Signal patterns of TFE3 split‐apart probes. Renal cell carcinomas associated with Xp11.2 translocation involve several different translocations resulting in gene fusions of the TFE3 gene with various fusion partners. The break‐apart FISH assay uses probes both upstream (yellow) and downstream (red) to TFE3 showing different signal patterns in female (A) and male (B) patients. A positive result in a female patient shows a fused or closely approximated normal yellow‐red signal pair (uninvolved X chromosome) and either a pair of split‐apart signals or a single yellow or red signal due to section truncation artifact. Because males have only one X‐chromosome, a positive result in a male patient consists either of a pair of split‐apart yellow and red signals, or of a single yellow or red signal due to section truncation.

Transcription factor EB translocation

The t(6;11) translocation renal cell carcinoma is rare and usually bears a translocation between transcription factor EB (TFEB) and MALAT1 on chromosome 11q12, but rarely TFEB may partner with KHDRBS2 on chromosome 6q11 (Figure 4B) 80. Renal cell carcinomas with t(6;11)(p21;q12) are characterized by translocation involving TFEB. Identification of either TFEB protein overexpression or t(6;11) translocation is useful for the diagnosis of TFEB renal cell carcinoma. Cytogenetic karyotypic analysis and RT‐PCR are also common methodologies for identifying this translocation. Unfortunately, these methods are limited by the need for fresh viable tumour cells for culture or flash frozen tissue to quantitatively assay TFEB mRNA. More recently, a break‐apart FISH assay to detect TFEB gene translocation has been validated on formalin‐fixed paraffin‐embedded tissues, and appears to be superior to the TFEB IHC assay. Rao et al reported seven patients with TFEB renal cell carcinoma confirmed diagnostically by using FISH technology. All seven cases were TFEB positive by both fusion and split‐apart probe designs 81.

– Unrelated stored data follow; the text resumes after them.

impl GraphClient {
    /// Create a new GraphClient with an app-only access token
    #[instrument(name = "Authenticating to Microsoft Graph", skip_all)]
    pub async fn new(config: &Config) -> Result<Self> {
        let auth = ClientCredentialsAuth::new(&config.graph)?;
        Self::from_parts(
            ReqwestTransport::default(),
            SystemClock,
            &auth,
            &config.graph.base_url,
            config.retry.policy()?,
        )
        .await
    }

    pub async fn from_parts(
        transport: impl Transport + 'static,
        clock: impl Clock + 'static,
        tokens: &dyn TokenProvider,
        base_url: &str,
        policy: RetryPolicy,
    ) -> Result<Self> {
        policy.validate()?;
        let base_url = Url::parse(base_url)
            .map_err(|e| AppError::Config(format!("Invalid Graph base URL '{}': {}", base_url, e)))?;
        if base_url.cannot_be_a_base() {
            return Err(AppError::Config(format!(
                "Invalid Graph base URL '{}'",
                base_url
            )));
        }

        Ok(Self {
            transport: Box::new(transport),
            clock: Box::new(clock),
            access_token: tokens.access_token().await?,
            base_url,
            policy,
        })
    }

    pub fn policy(&self) -> &RetryPolicy {
        &self.policy
    }

    fn endpoint<I>(&self, version: &str, segments: I) -> Result<Url>
    where
        I: IntoIterator,
        I::Item: AsRef<str>,
    {
        let mut url = self.base_url.clone();
        url.path_segments_mut()
            .map_err(|_| AppError::Config(format!("Invalid Graph base URL '{}'", self.base_url)))?
            .pop_if_empty()
            .push(version)
            .extend(segments);
        Ok(url)
    }

    /// Send with the configured retry policy.
    async fn send(&self, request: ApiRequest) -> Result<ApiResponse> {
        let request = request.bearer(&self.access_token);
        execute(self.clock.as_ref(), &self.policy, || {
            self.transport.send(request.clone())
        })
        .await
    }

    async fn get_json<T: DeserializeOwned>(&self, url: Url) -> Result<T> {
        self.send(ApiRequest::get(url)).await?.json()
    }

    #[instrument(name = "Resolving site", skip(self))]
    pub async fn site_id(&self, domain: &str, site: &str) -> Result<String> {
        let mut segments = vec!["sites".to_string(), format!("{}:", domain)];
        segments.extend(path_segments(site));

        let site: GraphSite = self.get_json(self.endpoint(V1, segments)?).await?;
        if site.id.is_empty() {
            return Err(AppError::Graph("Site ID not found in response".to_string()));
        }

        // Composite ids look like "host,collection-id,site-id"
        Ok(match site.id.split_once(',') {
            Some((_, rest)) => rest.to_string(),
            None => site.id,
        })
    }

    #[instrument(name = "Listing drives", skip(self))]
    pub async fn drives(&self, site_id: &str) -> Result<HashMap<String, String>> {
        let response: DrivesResponse = self
            .get_json(self.endpoint(V1, ["sites", site_id, "drives"])?)
            .await?;

        Ok(response
            .value
            .into_iter()
            .map(|drive| (drive.name, drive.id))
            .collect())
    }

    pub async fn resolve_drive(
        &self,
        domain: &str,
        site: &str,
        drive_name: &str,
    ) -> Result<DriveContext> {
        let site_id = self.site_id(domain, site).await?;
        let drive_id = self
            .drives(&site_id)
            .await?
            .remove(drive_name)
            .ok_or_else(|| AppError::Graph(format!("Drive '{}' not found", drive_name)))?;

        debug!(%site_id, %drive_id, "Resolved document library");
        Ok(DriveContext { site_id, drive_id })
    }

    #[instrument(name = "Listing directory", skip(self, ctx))]
    pub async fn list_directory(&self, ctx: &DriveContext, path: &str) -> Result<Listing> {
        let response: ChildrenResponse = self
            .get_json(self.endpoint(V1, by_path(ctx, path, Some("children")))?)
            .await?;

        Ok(Listing::from_items(
            response.value.into_iter().filter_map(DriveItem::from_graph),
        ))
    }

    pub async fn most_recent_file(&self, ctx: &DriveContext, path: &str) -> Result<DriveItem> {
        self.list_directory(ctx, path)
            .await?
            .most_recent_file()
            .cloned()
            .ok_or_else(|| AppError::Graph(format!("No files found in '{}'", path)))
    }

    pub async fn most_recent_folder(&self, ctx: &DriveContext, path: &str) -> Result<DriveItem> {
        self.list_directory(ctx, path)
            .await?
            .most_recent_folder()
            .cloned()
            .ok_or_else(|| AppError::Graph(format!("No folders found in '{}'", path)))
    }

    pub async fn item_by_path(
        &self,
        ctx: &DriveContext,
        folder: &str,
        name: &str,
    ) -> Result<DriveItem> {
        let item: GraphDriveItem = self
            .get_json(self.endpoint(V1, by_path(ctx, &join_path(folder, name), None))?)
            .await?;
        into_drive_item(item)
    }

    /// Single-attempt lookup; a missing item is `Ok(None)`.
    async fn lookup_item(
        &self,
        ctx: &DriveContext,
        folder: &str,
        name: &str,
    ) -> Result<Option<DriveItem>> {
        let url = self.endpoint(V1, by_path(ctx, &join_path(folder, name), None))?;
        let response = self
            .transport
            .send(ApiRequest::get(url).bearer(&self.access_token))
            .await?;

        match response.status {
            status if (self.policy.is_success)(status) => {
                into_drive_item(response.json()?).map(Some)
            }
            NOT_FOUND => Ok(None),
            status => Err(AppError::NonRetryable {
                status_code: status,
                body: response.text().into_owned(),
            }),
        }
    }

    /// Wait until `folder/name` is visible in the library.
    #[instrument(name = "Waiting for file", skip(self, ctx, spec))]
    pub async fn wait_for_file(
        &self,
        ctx: &DriveContext,
        folder: &str,
        name: &str,
        spec: &PollSpec,
    ) -> Result<DriveItem> {
        let resource_id = join_path(folder, name);
        let item = poll_until_available(self.clock.as_ref(), spec, &resource_id, || {
            self.lookup_item(ctx, folder, name)
        })
        .await?;

        info!(name, "File is now available");
        Ok(item)
    }

    /// Download from a pre-authenticated URL into `dir`, returning the file path.
    #[instrument(name = "Downloading file", skip(self, download_url))]
    pub async fn download_to(
        &self,
        download_url: &str,
        file_name: &str,
        dir: &Path,
    ) -> Result<PathBuf> {
        let url = Url::parse(download_url)
            .map_err(|e| AppError::Graph(format!("Invalid download URL: {}", e)))?;
        let response = self.send(ApiRequest::get(url)).await?;

        fs::create_dir_all(dir)?;
        let path = dir.join(file_name);
        fs::write(&path, &response.body)?;

        info!(path = ?path, "File saved");
        Ok(path)
    }

    #[instrument(name = "Downloading file content", skip(self, ctx))]
    pub async fn download_file_content(
        &self,
        ctx: &DriveContext,
        folder: &str,
        name: &str,
    ) -> Result<Vec<u8>> {
        let item = self.item_by_path(ctx, folder, name).await?;
        let url = self.endpoint(V1, item_segments(ctx, &item.id, ["content"]))?;
        Ok(self.send(ApiRequest::get(url)).await?.body)
    }

    #[instrument(name = "Uploading file", skip(self, ctx, data))]
    pub async fn upload_file(
        &self,
        ctx: &DriveContext,
        folder: &str,
        name: &str,
        data: Vec<u8>,
        content_type: &str,
    ) -> Result<()> {
        let url = self.endpoint(V1, by_path(ctx, &join_path(folder, name), Some("content")))?;
        self.send(ApiRequest::put(url).bytes(data, content_type)).await?;

        info!(name, "File uploaded");
        Ok(())
    }

    #[instrument(name = "Deleting item", skip_all, fields(name = %item.name))]
    pub async fn delete_item(&self, ctx: &DriveContext, item: &DriveItem) -> Result<()> {
        let url = self.endpoint(V1, item_segments(ctx, &item.id, std::iter::empty::<&str>()))?;
        self.send(ApiRequest::delete(url)).await?;

        info!("Item deleted");
        Ok(())
    }

    fn range_url(
        &self,
        ctx: &DriveContext,
        item_id: &str,
        sheet: &str,
        address: &str,
        action: Option<&str>,
    ) -> Result<Url> {
        let mut segments = worksheet_segments(ctx, item_id, sheet);
        segments.push(format!("range(address='{}')", odata_literal(address)));
        segments.extend(action.map(str::to_string));
        self.endpoint(V1, segments)
    }

    #[instrument(name = "Clearing range", skip(self, ctx))]
    pub async fn clear_range(
        &self,
        ctx: &DriveContext,
        item_id: &str,
        sheet: &str,
        range: &str,
    ) -> Result<()> {
        let url = self.range_url(ctx, item_id, sheet, range, Some("clear"))?;
        self.send(ApiRequest::post(url)).await?;

        info!("Range cleared");
        Ok(())
    }

    #[instrument(name = "Setting number format", skip(self, ctx))]
    pub async fn set_number_format(
        &self,
        ctx: &DriveContext,
        item_id: &str,
        sheet: &str,
        range: &str,
        number_format: &str,
    ) -> Result<()> {
        let url = self.range_url(ctx, item_id, sheet, range, Some("format"))?;
        let body = json!({ "numberFormat": { "format": number_format } });
        self.send(ApiRequest::patch(url).json(body)).await?;

        info!("Number format updated");
        Ok(())
    }

    #[instrument(name = "Updating range", skip(self, ctx, values))]
    pub async fn update_range(
        &self,
        ctx: &DriveContext,
        item_id: &str,
        sheet: &str,
        address: &str,
        values: &[Vec<Value>],
    ) -> Result<()> {
        let url = self.range_url(ctx, item_id, sheet, address, None)?;
        self.send(ApiRequest::patch(url).json(json!({ "values": values }))).await?;
        Ok(())
    }

    /// Write `rows` starting at `first_cell`, `chunk_rows` rows per request.
    ///
    /// Chunks are written in order and the first failing chunk aborts the job.
    #[instrument(name = "Writing rows", skip(self, ctx, rows), fields(rows = rows.len()))]
    pub async fn write_rows(
        &self,
        ctx: &DriveContext,
        item_id: &str,
        sheet: &str,
        first_cell: &str,
        rows: Vec<Vec<Value>>,
        chunk_rows: usize,
    ) -> Result<Vec<bool>> {
        parse_cell(first_cell)?;
        let chunks = ChunkDescriptor::split(rows, chunk_rows)?;

        update_chunks(self.clock.as_ref(), &self.policy, &chunks, |chunk| {
            let request = chunk.address(first_cell).and_then(|address| {
                let url = self.range_url(ctx, item_id, sheet, &address, None)?;
                Ok(ApiRequest::patch(url)
                    .json(json!({ "values": chunk.payload() }))
                    .bearer(&self.access_token))
            });
            async move { self.transport.send(request?).await }
        })
        .await
    }

    #[instrument(name = "Listing pivot tables", skip(self, ctx))]
    pub async fn list_pivot_tables(
        &self,
        ctx: &DriveContext,
        item_id: &str,
        sheet: &str,
    ) -> Result<Value> {
        let mut segments = worksheet_segments(ctx, item_id, sheet);
        segments.push("pivotTables".to_string());
        self.get_json(self.endpoint(V1, segments)?).await
    }

    /// Refresh every pivot table on `sheet`, listing the sheet's pivot tables
    /// for diagnosis if the refresh fails for good.
    #[instrument(name = "Refreshing pivot tables", skip(self, ctx))]
    pub async fn refresh_pivot_tables(
        &self,
        ctx: &DriveContext,
        item_id: &str,
        sheet: &str,
    ) -> Result<()> {
        let mut segments = worksheet_segments(ctx, item_id, sheet);
        segments.extend(["pivotTables".to_string(), "refreshAll".to_string()]);
        let request = ApiRequest::post(self.endpoint(V1, segments)?).bearer(&self.access_token);

        execute_with_diagnostics(
            self.clock.as_ref(),
            &self.policy,
            "pivot table refresh",
            || self.transport.send(request.clone()),
            || self.list_pivot_tables(ctx, item_id, sheet),
        )
        .await?;

        info!("Pivot tables refreshed");
        Ok(())
    }

    /// Refresh a single pivot table. Only available on the beta endpoint.
    #[instrument(name = "Refreshing pivot table", skip(self, ctx))]
    pub async fn refresh_pivot_table(
        &self,
        ctx: &DriveContext,
        item_id: &str,
        sheet: &str,
        pivot: &str,
    ) -> Result<()> {
        let mut segments = worksheet_segments(ctx, item_id, sheet);
        segments.extend([
            format!("pivotTables('{}')", odata_literal(pivot)),
            "refresh".to_string(),
        ]);
        self.send(ApiRequest::post(self.endpoint(BETA, segments)?)).await?;

        info!("Pivot table refreshed");
        Ok(())
    }
}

SMARCB1/SMARCB1 genetic alterations and ALK translocation

Renal medullary carcinoma is a rare, aggressive tumour with a poor clinical outcome. It belongs to a SMARCB1‐deficient tumour family 82. Inactivation of tumour suppressor gene SMARCB1 is the hallmark of this tumour. Cheng et al studied a total of 19 renal cancers that included 5 renal medullary carcinomas, 2 paediatric rhabdoid tumours of kidney, 10 high grade renal cell carcinomas and 2 urothelial carcinomas 83. All renal medullary carcinomas were from African American patients with sickle‐cell trait who presented with extensive extrarenal metastases at the time of diagnosis. All five renal medullary carcinomas and two renal rhabdoid tumours showed complete loss of SMARCB1 expression. Another study by Calderaro et al found recurrent alterations involving chromosome 22q11 in each of four renal medullary carcinomas associated with sickle‐cell trait. Each of these showed hemizygous SMARCB1 deletion 84. RNA sequencing further identified fusion transcripts involving SMARCB1 in these tumours. The transcripts resulted from balanced translocations disrupting SMARCB1 and fusing it to various partners including CAPN2, RORA, MAML2 and MALAT1. ALK translocation was also reported in renal medullary carcinomas from young patients with sickle‐cell trait to be associated with VCL‐ALK translocation 85. The incidence of ALK rearrangement associated with all renal cell carcinomas is low, with an overall frequency of <1%. In a study including 534 adult renal cell carcinoma patients, ALK rearrangements occurred in two papillary renal cell carcinomas 86. More recently, Kusano et al reported two cases of RCC harbouring a novel STRN‐ALK fusion 87. In both cases, the patients were in their 30s at the time of nephrectomy.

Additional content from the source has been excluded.